You ignore that part of the news where newsreaders talk about the FTSE 100 or the CAC40 or the DAX. Those economic indicators which are meant to have some kind of bearing on our lives. Perhaps once upon a time, there was some significance but it’s hard to tell anymore. The numbers go up, they go down, and we live our lives. It doesn’t really mean anything for anyone not working for a hedge fund or trading company. However, if in addition, the newsreader was to state what that meant for the social and/or environmental factors related to you and your family, you would probably start to care. If the newsreader then said that a 2.5% growth in GDP would create an increase in rates of asthma attacks due to an increased level of pollution over the next few years, or areduction in the quality of green spaces available or as may well happen, increase in the level of seismic activity due to fracking, that may well garner your attention.
Increasingly finance focused publications such as The Economist and the FT are paying more attention to the fluffy side of things. The FT even has its own Climate Change section. With giant companies such as Unilever, PPR (now known as Kering) and Kingfisher placing increasing emphasis on environmental and social aspects of their business operations, journalists increasingly have to find and comment on that link between business and the triple bottom line.
A recent article in the FT highlighted the key role that climate change is going to play in the insurance industry. As seas warming causing the increase in frequency of “once in a generation” storms, the insurance industry is warning buildings located in certain areas already prone to flooding will become uninsurable in the not too distant future.
Low lying areas such as the Netherlands are already adapting their flood defences for the upcoming problems however; it is areas such as Miami, FL and the various crowded areas in New York/New Jersey and London that seem incapable of heading the warnings, both by the industry and by nature. Building on flood plains has never been a good idea.
The issue at hand here is that despite the scientific consensus that supports anthropogenic climate change, the lexicon around the economy has remained the same. It still comes down to growth. It matters not what the quality of that growth is – what difference does it make if growth comes from military spending or health and education spending? Nor does it seem to matter whether or not the growth from that wealth is being distributed fairly with middle class wages stagnating while banks and bankers rake in record profits and bonuses. I am not a banker basher since it’s not their fault that they can do whatever they want. That’s a political and self-governance issue.

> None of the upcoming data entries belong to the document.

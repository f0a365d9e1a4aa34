//! Audit logger.
//!
//! Every mutation made through a [`UnitOfWork`](crate::context::UnitOfWork) produces
//! exactly one [`AuditRecord`] attributed to the bound tenant and actor. Business code
//! never writes audit rows itself.
//!
//! Writes are best-effort with respect to the mutation they describe: a failure is
//! counted in [`AuditMetrics`], logged on the `tenancy::audit` target, and swallowed.

pub mod entity;
mod query;
mod scope;
mod snapshot;
mod writer;

use std::sync::Arc;
use std::sync::atomic::{AtomicU64, Ordering};

use chrono::{DateTime, Utc};
use serde::{Deserialize, Serialize};
use tenancy_security::{ActorId, TenantId};

use crate::secure::IsolationStore;

pub use entity::{AuditAction, Model as AuditEntry};
pub use query::{AuditFilter, AuditPage, DateRange, ExportFormat, Page};
pub(crate) use scope::AuditScope;
pub use snapshot::REDACTED;

pub(crate) use query::{export_report, list_entries};

/// Log target for audit write failures.
pub const AUDIT_TARGET: &str = "tenancy::audit";

/// Only the first failure and every `FAILURE_LOG_EVERY`-th after it are logged.
const FAILURE_LOG_EVERY: u64 = 100;

#[derive(Debug, Clone, Copy, Default, PartialEq, Eq, Serialize, Deserialize)]
#[serde(rename_all = "lowercase")]
pub enum AuditMode {
    /// Written in the unit of work's own transaction, under a savepoint.
    #[default]
    Inline,
    /// Buffered per unit of work, handed to a single writer task after commit.
    Queued,
}

#[derive(Debug, Clone, Serialize, Deserialize)]
#[serde(deny_unknown_fields, default)]
pub struct AuditConfig {
    pub mode: AuditMode,
    /// Entities (table names) whose reads are audited too.
    pub sensitive_entities: Vec<String>,
    /// Case-insensitive field-name fragments masked in snapshots.
    pub redacted_fields: Vec<String>,
}

impl Default for AuditConfig {
    fn default() -> Self {
        Self {
            mode: AuditMode::Inline,
            sensitive_entities: Vec::new(),
            redacted_fields: ["password", "secret", "token", "api_key", "credential"]
                .into_iter()
                .map(str::to_owned)
                .collect(),
        }
    }
}

/// One audit entry before it is stored.
#[derive(Debug, Clone, PartialEq)]
pub struct AuditRecord {
    pub tenant_id: TenantId,
    pub actor_id: ActorId,
    pub entity_type: String,
    pub entity_id: String,
    pub action: AuditAction,
    pub before: Option<serde_json::Value>,
    pub after: Option<serde_json::Value>,
    pub occurred_at: DateTime<Utc>,
}

/// A failed audit write. Never returned to callers; only logged and counted.
#[derive(Debug, thiserror::Error)]
#[error("audit write for {action:?} on {entity_type}/{entity_id} failed: {source}")]
pub struct AuditWriteFailure {
    pub entity_type: String,
    pub entity_id: String,
    pub action: AuditAction,
    #[source]
    pub source: crate::TenancyError,
}

#[derive(Debug, Default)]
pub struct AuditMetrics {
    written: AtomicU64,
    failures: AtomicU64,
}

impl AuditMetrics {
    #[must_use]
    pub fn written(&self) -> u64 {
        self.written.load(Ordering::Relaxed)
    }

    #[must_use]
    pub fn failures(&self) -> u64 {
        self.failures.load(Ordering::Relaxed)
    }

    pub(crate) fn record_written(&self) {
        self.written.fetch_add(1, Ordering::Relaxed);
    }

    pub(crate) fn record_failure(&self, failure: &AuditWriteFailure) {
        let n = self.failures.fetch_add(1, Ordering::Relaxed) + 1;
        if n == 1 || n % FAILURE_LOG_EVERY == 0 {
            tracing::error!(
                target: AUDIT_TARGET,
                failures_total = n,
                entity_type = %failure.entity_type,
                entity_id = %failure.entity_id,
                action = failure.action.as_str(),
                error = %failure.source,
                "audit write failed"
            );
        }
    }
}

struct Inner {
    config: AuditConfig,
    metrics: Arc<AuditMetrics>,
    queue: Option<writer::QueueHandle>,
}

/// Shared audit logger. Cloning is cheap.
#[derive(Clone)]
pub struct AuditLogger {
    inner: Arc<Inner>,
}

impl std::fmt::Debug for AuditLogger {
    fn fmt(&self, f: &mut std::fmt::Formatter<'_>) -> std::fmt::Result {
        f.debug_struct("AuditLogger")
            .field("mode", &self.inner.config.mode)
            .field("written", &self.inner.metrics.written())
            .field("failures", &self.inner.metrics.failures())
            .finish_non_exhaustive()
    }
}

impl AuditLogger {
    /// Build a logger for `config.mode`.
    ///
    /// In [`AuditMode::Queued`] this spawns the writer task, so it must be called
    /// inside a Tokio runtime.
    #[must_use]
    pub fn new(config: AuditConfig, store: IsolationStore) -> Self {
        let metrics = Arc::new(AuditMetrics::default());
        let queue = match config.mode {
            AuditMode::Inline => None,
            AuditMode::Queued => Some(writer::spawn(store, Arc::clone(&metrics))),
        };
        Self {
            inner: Arc::new(Inner {
                config,
                metrics,
                queue,
            }),
        }
    }

    #[must_use]
    pub fn config(&self) -> &AuditConfig {
        &self.inner.config
    }

    #[must_use]
    pub fn metrics(&self) -> &AuditMetrics {
        &self.inner.metrics
    }

    /// Wait until every queued entry has been written. No-op in inline mode.
    pub async fn flush(&self) {
        if let Some(queue) = &self.inner.queue {
            queue.flush().await;
        }
    }

    pub(crate) fn is_queued(&self) -> bool {
        self.inner.queue.is_some()
    }

    pub(crate) fn enqueue(&self, records: Vec<AuditRecord>) {
        if let Some(queue) = &self.inner.queue {
            queue.send(records, &self.inner.metrics);
        }
    }

    pub(crate) fn is_sensitive(&self, entity_type: &str) -> bool {
        self.inner
            .config
            .sensitive_entities
            .iter()
            .any(|e| e == entity_type)
    }

    pub(crate) fn redacted_fields(&self) -> &[String] {
        &self.inner.config.redacted_fields
    }
}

If governments, enterprises and conglomerates were to, for example, take on a wider definition of the term growth to include social and environmental elements, they would be able to agree on the best policies to deal with inundated town centres, job creation and many other factors that are right now being simply dealt with by budget cuts. Nicolas Sarkozy has a stab at it with the Happiness Index, even David Cameron dabbled in it. Recently Michael Porter, who developed the concept of shared value, presented his Social Progress Index. Papers like the Economist and the FT need to open their minds and see the need for reframing the economic landscape into one that is inclusive and maintains life for everyone – not just the incredibly wealthy.
The Post Carbon Institute has written a much more in depth article about it in August 2011.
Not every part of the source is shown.